Solve the Big Data Problems of the Future: Join Microsoft Research’s Naiad Project by Tara Grumm.
From the post:
Over the past decade, general-purpose big data platforms like Hadoop have brought distributed computing into the mainstream. As people have become accustomed to processing their data in the cloud, they have become more ambitious, wanting to do things like graph analysis, machine learning, and real-time stream processing on their huge data sources.
Naiad is designed to solve this more challenging class of problems: it adds support for a few key primitives – maintaining state, executing loops, and reacting to incoming data – and provides high-performance infrastructure for running them in a scalable distributed system.
The result is the best of both worlds.
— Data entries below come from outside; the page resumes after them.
//! Statement execution against a connection or an in-flight transaction.

use sea_orm::sea_query::{InsertStatement, SelectStatement};
use sea_orm::{
    ConnectionTrait, DatabaseBackend, DatabaseConnection, DatabaseTransaction, DbErr, ExecResult,
    FromQueryResult, JsonValue, QueryResult, Statement, StatementBuilder, TransactionTrait,
};

use crate::error::ActionError;
use crate::record::Record;

/// Where statements run: the pool or an open transaction.
#[derive(Clone, Copy)]
pub enum Runner<'a> {
    Conn(&'a DatabaseConnection),
    Tx(&'a DatabaseTransaction),
}

fn into_record(row: &QueryResult) -> Result<Record, DbErr> {
    match JsonValue::from_query_result(row, "")? {
        JsonValue::Object(map) => Ok(map),
        _ => Ok(Record::new()),
    }
}

impl<'a> Runner<'a> {
    /// The caller's transaction when one was passed, the connection otherwise.
    pub fn new(conn: &'a DatabaseConnection, tx: Option<&'a DatabaseTransaction>) -> Self {
        tx.map_or(Self::Conn(conn), Self::Tx)
    }

    pub fn backend(self) -> DatabaseBackend {
        match self {
            Self::Conn(c) => c.get_database_backend(),
            Self::Tx(t) => t.get_database_backend(),
        }
    }

    pub fn supports_returning(self) -> bool {
        match self {
            Self::Conn(c) => c.support_returning(),
            Self::Tx(t) => t.support_returning(),
        }
    }

    fn build<S: StatementBuilder>(self, stmt: &S) -> Statement {
        let statement = self.backend().build(stmt);
        tracing::trace!(sql = %statement.sql, "statement");
        statement
    }

    async fn query_all(self, stmt: Statement) -> Result<Vec<QueryResult>, DbErr> {
        match self {
            Self::Conn(c) => c.query_all(stmt).await,
            Self::Tx(t) => t.query_all(stmt).await,
        }
    }

    pub async fn fetch_all(self, stmt: &SelectStatement) -> Result<Vec<Record>, DbErr> {
        let rows = self.query_all(self.build(stmt)).await?;
        rows.iter().map(into_record).collect()
    }

    pub async fn fetch_one(self, stmt: &SelectStatement) -> Result<Option<Record>, DbErr> {
        let mut stmt = stmt.clone();
        stmt.limit(1);
        Ok(self.fetch_all(&stmt).await?.into_iter().next())
    }

    /// Value of the `total` column of a count query.
    pub async fn count(self, stmt: &SelectStatement) -> Result<u64, DbErr> {
        let rows = self.query_all(self.build(stmt)).await?;
        let total = match rows.first() {
            Some(row) => row.try_get::<i64>("", "total")?,
            None => 0,
        };
        Ok(u64::try_from(total).unwrap_or_default())
    }

    pub async fn execute<S: StatementBuilder>(self, stmt: &S) -> Result<ExecResult, DbErr> {
        let stmt = self.build(stmt);
        match self {
            Self::Conn(c) => c.execute(stmt).await,
            Self::Tx(t) => t.execute(stmt).await,
        }
    }

    /// Run an INSERT carrying a RETURNING clause and decode the returned rows.
    pub async fn insert_returning(self, stmt: &InsertStatement) -> Result<Vec<Record>, DbErr> {
        let rows = self.query_all(self.build(stmt)).await?;
        rows.iter().map(into_record).collect()
    }
}

/// Transaction boundary of one action.
///
/// When the caller passed a transaction the action joins it and leaves
/// commit and rollback to the caller.
pub enum TxScope<'a> {
    Owned(DatabaseTransaction),
    Joined(&'a DatabaseTransaction),
}

impl<'a> TxScope<'a> {
    pub async fn begin(
        conn: &DatabaseConnection,
        outer: Option<&'a DatabaseTransaction>,
    ) -> Result<Self, ActionError> {
        match outer {
            Some(tx) => Ok(Self::Joined(tx)),
            None => Ok(Self::Owned(conn.begin().await?)),
        }
    }

    pub fn runner(&self) -> Runner<'_> {
        match self {
            Self::Owned(tx) => Runner::Tx(tx),
            Self::Joined(tx) => Runner::Tx(*tx),
        }
    }

    /// Commit on success, roll back on failure; a joined scope does neither.
    pub async fn finish<T>(self, result: Result<T, ActionError>) -> Result<T, ActionError> {
        match (self, result) {
            (Self::Owned(tx), Ok(value)) => {
                tx.commit().await?;
                Ok(value)
            }
            (Self::Owned(tx), Err(err)) => {
                if let Err(rollback_err) = tx.rollback().await {
                    tracing::error!(error = %rollback_err, "rollback failed");
                }
                Err(err)
            }
            (Self::Joined(_), result) => result,
        }
    }
}
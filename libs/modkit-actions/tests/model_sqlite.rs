#![allow(clippy::unwrap_used, clippy::expect_used)]

mod common;

use common::{person_config, person_model, person_table, rec, sqlite};
use modkit_actions::{ActionError, ActionSpec, BulkKind, ModelBuilder, ModelMeta};
use serde_json::{Value, json};

#[tokio::test]
async fn actions_register_under_bare_and_full_names() -> anyhow::Result<()> {
    let conn = sqlite().await;
    person_table(&conn).await;
    let mut actions = ActionSpec::crud();
    actions.push(ActionSpec::Bulk(BulkKind::Put));
    let model = person_model(&conn, actions).await;

    assert_eq!(
        model.action_names(),
        ["getPerson", "listPerson", "createPerson", "updatePerson", "removePerson", "bulkPutPerson"]
    );
    assert_eq!(model.action("get").unwrap().name(), "get");
    assert_eq!(model.action("bulkPutPerson").unwrap().name(), "bulkPut");
    assert!(model.action("merge").is_none());

    let err = model.invoke("mergePerson", rec(json!({"id": 1})), None).await.unwrap_err();
    assert!(matches!(err, ActionError::UnprocessableEntity(ref msg) if msg == "Unknown action mergePerson"));
    Ok(())
}

#[tokio::test]
async fn meta_serializes_with_reserved_names() -> anyhow::Result<()> {
    let conn = sqlite().await;
    person_table(&conn).await;
    let model = person_model(&conn, vec![ActionSpec::Get, ActionSpec::List]).await;

    let meta = serde_json::to_value(model.meta())?;
    assert_eq!(meta["_entityName"], "person");
    assert_eq!(meta["_pascalName"], "Person");
    assert_eq!(meta["_keys"], json!(["id"]));
    assert_eq!(meta["_selectArgs"][0], "person.id AS id");
    assert_eq!(meta["_listArgs"], json!(["page", "limit", "orderBy", "orderDir"]));
    assert_eq!(meta["_uniqueColumns"], json!([["email"]]));
    assert_eq!(meta["_actions"], json!(["getPerson", "listPerson"]));

    let back: ModelMeta = serde_json::from_value(meta)?;
    assert_eq!(&back, model.meta());
    Ok(())
}

#[tokio::test]
async fn duplicate_registration_is_rejected() {
    let conn = sqlite().await;
    person_table(&conn).await;
    let err = ModelBuilder::introspected(person_config(), conn.clone())
        .await
        .unwrap()
        .actions([ActionSpec::Get, ActionSpec::Get])
        .build()
        .unwrap_err();
    assert!(matches!(err, ActionError::InvalidDescriptor(_)), "{err:?}");
}

#[tokio::test]
async fn action_specs_read_from_config_strings() -> anyhow::Result<()> {
    let specs: Vec<ActionSpec> = serde_json::from_value(json!(["get", "softRemove", "bulkMerge"]))?;
    assert_eq!(specs, [ActionSpec::Get, ActionSpec::SoftRemove, ActionSpec::Bulk(BulkKind::Merge)]);
    assert!(serde_json::from_value::<ActionSpec>(json!("explode")).is_err());
    Ok(())
}

#[tokio::test]
async fn validate_reports_every_violation() -> anyhow::Result<()> {
    let conn = sqlite().await;
    person_table(&conn).await;
    let model = person_model(&conn, vec![ActionSpec::Validate(vec!["email".to_owned(), "name".to_owned()])]).await;

    let ok = model.invoke("validatePerson", rec(json!({"email": "a@b.c", "name": "Ada"})), None).await?;
    assert_eq!(ok, Value::Bool(true));

    let long_name = "x".repeat(41);
    let err = model
        .invoke("validatePerson", rec(json!({"name": long_name, "isDeleted": "not checked"})), None)
        .await
        .unwrap_err();
    let ActionError::BadRequest { violations, .. } = err else {
        panic!("expected BadRequest, got {err:?}");
    };
    let codes: Vec<_> = violations.iter().map(|v| (v.field.as_str(), v.code.as_deref())).collect();
    assert_eq!(codes, [("email", Some("required")), ("name", Some("max_length"))]);
    assert_eq!(violations[0].message, "Email is required");
    Ok(())
}

#[tokio::test]
async fn validate_needs_column_metadata() {
    let conn = sqlite().await;
    let descriptor = modkit_actions::EntityDescriptor::build(person_config(), None).unwrap();
    let err = ModelBuilder::new(descriptor, conn)
        .action(ActionSpec::Validate(Vec::new()))
        .build()
        .unwrap_err();
    assert!(matches!(err, ActionError::InvalidDescriptor(_)), "{err:?}");
}

#[tokio::test]
async fn introspect_describes_used_columns() -> anyhow::Result<()> {
    let conn = sqlite().await;
    person_table(&conn).await;
    let model = person_model(&conn, vec![ActionSpec::Introspect]).await;

    let info = model.invoke("introspectPerson", rec(json!({})), None).await?;
    assert_eq!(info["entityName"], "person");
    assert_eq!(info["usesJoins"], false);
    assert_eq!(info["keys"], json!(["id"]));

    let columns = info["columns"].as_array().unwrap();
    let name = columns.iter().find(|c| c["name"] == "name").unwrap();
    assert_eq!(name["kind"], "string");
    assert_eq!(name["maxLength"], 40);
    assert_eq!(name["nullable"], true);
    let id = columns.iter().find(|c| c["name"] == "id").unwrap();
    assert_eq!(id["primaryKey"], true);
    Ok(())
}
use std::collections::HashSet;

use crate::permission::{OwnershipScope, ScopedPermission};
use crate::subject::Subject;

/// `SecurityContext` carries who is calling and what they were granted.
#[derive(Debug, Clone, Default, serde::Serialize, serde::Deserialize)]
pub struct SecurityContext {
    subject: Option<Subject>,
    is_admin: bool,
    permissions: HashSet<ScopedPermission>,
}

impl SecurityContext {
    #[must_use]
    pub fn builder() -> SecurityContextBuilder {
        SecurityContextBuilder::default()
    }

    /// No subject, no grants.
    #[must_use]
    pub fn anonymous() -> Self {
        Self::default()
    }

    #[must_use]
    pub fn subject(&self) -> Option<&Subject> {
        self.subject.as_ref()
    }

    #[must_use]
    pub fn is_admin(&self) -> bool {
        self.is_admin
    }

    #[must_use]
    pub fn permissions(&self) -> &HashSet<ScopedPermission> {
        &self.permissions
    }

    /// Exact grant lookup.
    #[must_use]
    pub fn has(&self, permission: &ScopedPermission) -> bool {
        self.permissions.contains(permission)
    }

    /// Grant lookup honoring scope subsumption: an `any` grant also covers `own`.
    #[must_use]
    pub fn allows(&self, permission: &ScopedPermission) -> bool {
        match permission.scope() {
            Some(OwnershipScope::Own) => {
                self.has(permission) || self.has(&permission.with_scope(OwnershipScope::Any))
            }
            Some(OwnershipScope::Any) | None => self.has(permission),
        }
    }
}

#[derive(Default)]
pub struct SecurityContextBuilder {
    subject: Option<Subject>,
    is_admin: bool,
    permissions: HashSet<ScopedPermission>,
}

impl SecurityContextBuilder {
    #[must_use]
    pub fn subject(mut self, subject: Subject) -> Self {
        self.subject = Some(subject);
        self
    }

    #[must_use]
    pub fn admin(mut self, is_admin: bool) -> Self {
        self.is_admin = is_admin;
        self
    }

    #[must_use]
    pub fn permission(mut self, permission: ScopedPermission) -> Self {
        self.permissions.insert(permission);
        self
    }

    #[must_use]
    pub fn permissions(mut self, permissions: impl IntoIterator<Item = ScopedPermission>) -> Self {
        self.permissions.extend(permissions);
        self
    }

    #[must_use]
    pub fn build(self) -> SecurityContext {
        SecurityContext {
            subject: self.subject,
            is_admin: self.is_admin,
            permissions: self.permissions,
        }
    }
}

#[cfg(test)]
#[cfg_attr(coverage_nightly, coverage(off))]
mod tests {
    use super::*;

    fn perm(s: &str) -> ScopedPermission {
        s.parse().unwrap()
    }

    #[test]
    fn any_grant_subsumes_own() {
        let ctx = SecurityContext::builder()
            .subject(Subject::new("7"))
            .permission(perm("can update any person"))
            .build();

        assert!(ctx.allows(&perm("can update own person")));
        assert!(ctx.allows(&perm("can update any person")));
        assert!(!ctx.allows(&perm("can update person")));
    }

    #[test]
    fn own_grant_does_not_cover_any() {
        let ctx = SecurityContext::builder()
            .permission(perm("can update own person"))
            .build();

        assert!(ctx.allows(&perm("can update own person")));
        assert!(!ctx.allows(&perm("can update any person")));
    }

    #[test]
    fn anonymous_has_nothing() {
        let ctx = SecurityContext::anonymous();
        assert!(ctx.subject().is_none());
        assert!(!ctx.is_admin());
        assert!(!ctx.allows(&perm("can list person")));
    }

    #[test]
    fn deserializes_from_string_grants() {
        let ctx: SecurityContext = serde_json::from_value(serde_json::json!({
            "subject": { "id": "3" },
            "is_admin": false,
            "permissions": ["can remove own person"]
        }))
        .unwrap();
        assert_eq!(ctx.subject().map(Subject::id), Some("3"));
        assert!(ctx.allows(&perm("can remove own person")));
    }
}
#![cfg_attr(coverage_nightly, feature(coverage_attribute))]
pub mod context;
pub mod permission;
pub mod subject;

pub use context::{SecurityContext, SecurityContextBuilder};
pub use permission::{OwnershipScope, PermissionParseError, ScopedPermission};
pub use subject::Subject;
Naiad runs simple programs just as fast as existing general-purpose platforms, and complex programs as fast as specialized systems for graph analysis, machine learning, and stream processing. Moreover, as a general-purpose system, Naiad lets you compose these different applications together, enabling mashups (such as computing a graph algorithm over a real-time sliding window of a social media firehose) that weren’t possible before.
Who should use Naiad?
We’ve designed Naiad to be accessible to a variety of different users. You can get started right away with Naiad by writing programs using familiar declarative operators based on SQL and LINQ.
For power users, we’ve created low-level interfaces to make it possible to extend Naiad without sacrificing any performance. You can plug in optimized data structures and algorithms, and build new domain-specific languages on top of Naiad. For example, we wrote a graph processing layer on top of Naiad that has performance comparable with (and often better than) specialized systems designed only to process graphs.
Big data geeks and open source supporters should take a serious look at the Naiad Project.
It will take a while but the real question in the future will be how well you can build upon a continuous data substrate.
Or as Harvey Logan says in Butch Cassidy and the Sundance Kid,
Rules? In a knife fight? No rules!
I would prepare accordingly.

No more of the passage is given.